▶ **WHAT IS REQUIRED**:
When you reach the line containing "pub enum BasicType", include it and stop; until then, return each line of the material exactly, starting with the first.
#### PROVIDED RECORDS
// SPDX-License-Identifier: Apache-2.0

//! The primitive type system and runtime values.

use chrono::{DateTime, NaiveDate, Utc};
use serde::{Deserialize, Serialize};
use std::fmt;

/// Primitive types understood by the platform.
///
/// Every schema field and every model parameter carries one of these.
#[derive(Debug, Clone, Copy, PartialEq, Eq, Hash, Serialize, Deserialize)]
#[serde(rename_all = "SCREAMING_SNAKE_CASE")]
pub enum BasicType {
    /// True / false.
    Boolean,
    /// Signed 64-bit integer.
    Integer,
    /// 64-bit floating point.
    Float,
    /// Fixed-point decimal, carried as its canonical string form.
    Decimal,
    /// UTF-8 string.
    String,
    /// Calendar date without a time component.
    Date,
    /// Instant in time, UTC.
    Datetime,
}

impl fmt::Display for BasicType {
    fn fmt(&self, f: &mut fmt::Formatter<'_>) -> fmt::Result {
        let label = match self {
            BasicType::Boolean => "BOOLEAN",
            BasicType::Integer => "INTEGER",
            BasicType::Float => "FLOAT",
            BasicType::Decimal => "DECIMAL",
            BasicType::String => "STRING",
            BasicType::Date => "DATE",
            BasicType::Datetime => "DATETIME",
        };
        write!(f, "{label}")
    }
}

/// Describes the type of a value or parameter.
///
/// Currently a thin wrapper over [`BasicType`]; kept as a struct so container
/// types can be added without reshaping every signature that names a type.
#[derive(Debug, Clone, Copy, PartialEq, Eq, Hash, Serialize, Deserialize)]
pub struct TypeDescriptor {
    /// The primitive type.
    pub basic_type: BasicType,
}

impl TypeDescriptor {
    /// Creates a descriptor for the given primitive type.
    #[must_use]
    pub fn new(basic_type: BasicType) -> Self {
        TypeDescriptor { basic_type }
    }
}

impl From<BasicType> for TypeDescriptor {
    fn from(basic_type: BasicType) -> Self {
        TypeDescriptor { basic_type }
    }
}

impl fmt::Display for TypeDescriptor {
    fn fmt(&self, f: &mut fmt::Formatter<'_>) -> fmt::Result {
        write!(f, "{}", self.basic_type)
    }
}

/// A typed runtime value, e.g. a parameter supplied by a job request.
#[derive(Debug, Clone, PartialEq, Serialize, Deserialize)]
#[serde(rename_all = "SCREAMING_SNAKE_CASE")]
pub enum Value {
    /// A boolean value.
    Boolean(bool),
    /// A signed 64-bit integer value.
    Integer(i64),
    /// A 64-bit floating point value.
    Float(f64),
    /// A decimal value in canonical string form.
    Decimal(String),
    /// A string value.
    String(String),
    /// A date value.
    Date(NaiveDate),
    /// A datetime value, UTC.
    Datetime(DateTime<Utc>),
}

impl Value {
    /// Returns the type descriptor for this value.
    #[must_use]
    pub fn type_of(&self) -> TypeDescriptor {
        let basic_type = match self {
            Value::Boolean(_) => BasicType::Boolean,
            Value::Integer(_) => BasicType::Integer,
            Value::Float(_) => BasicType::Float,
            Value::Decimal(_) => BasicType::Decimal,
            Value::String(_) => BasicType::String,
            Value::Date(_) => BasicType::Date,
            Value::Datetime(_) => BasicType::Datetime,
        };
        TypeDescriptor { basic_type }
    }
}

#[cfg(test)]
mod tests {
    use super::*;

    #[test]
    fn value_reports_its_type() {
        assert_eq!(
            Value::Integer(42).type_of(),
            TypeDescriptor::new(BasicType::Integer)
        );
        assert_eq!(
            Value::String("abc".into()).type_of(),
            TypeDescriptor::new(BasicType::String)
        );
    }

    #[test]
    fn value_round_trips_through_json() {
        let value = Value::Float(1.5);
        let json = serde_json::to_string(&value).expect("serialize");
        let back: Value = serde_json::from_str(&json).expect("deserialize");
        assert_eq!(value, back);
    }
}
########
▶ **YOUR SOLUTION**:
// SPDX-License-Identifier: Apache-2.0

//! The primitive type system and runtime values.

use chrono::{DateTime, NaiveDate, Utc};
use serde::{Deserialize, Serialize};
use std::fmt;

/// Primitive types understood by the platform.
///
/// Every schema field and every model parameter carries one of these.
#[derive(Debug, Clone, Copy, PartialEq, Eq, Hash, Serialize, Deserialize)]
#[serde(rename_all = "SCREAMING_SNAKE_CASE")]
pub enum BasicType {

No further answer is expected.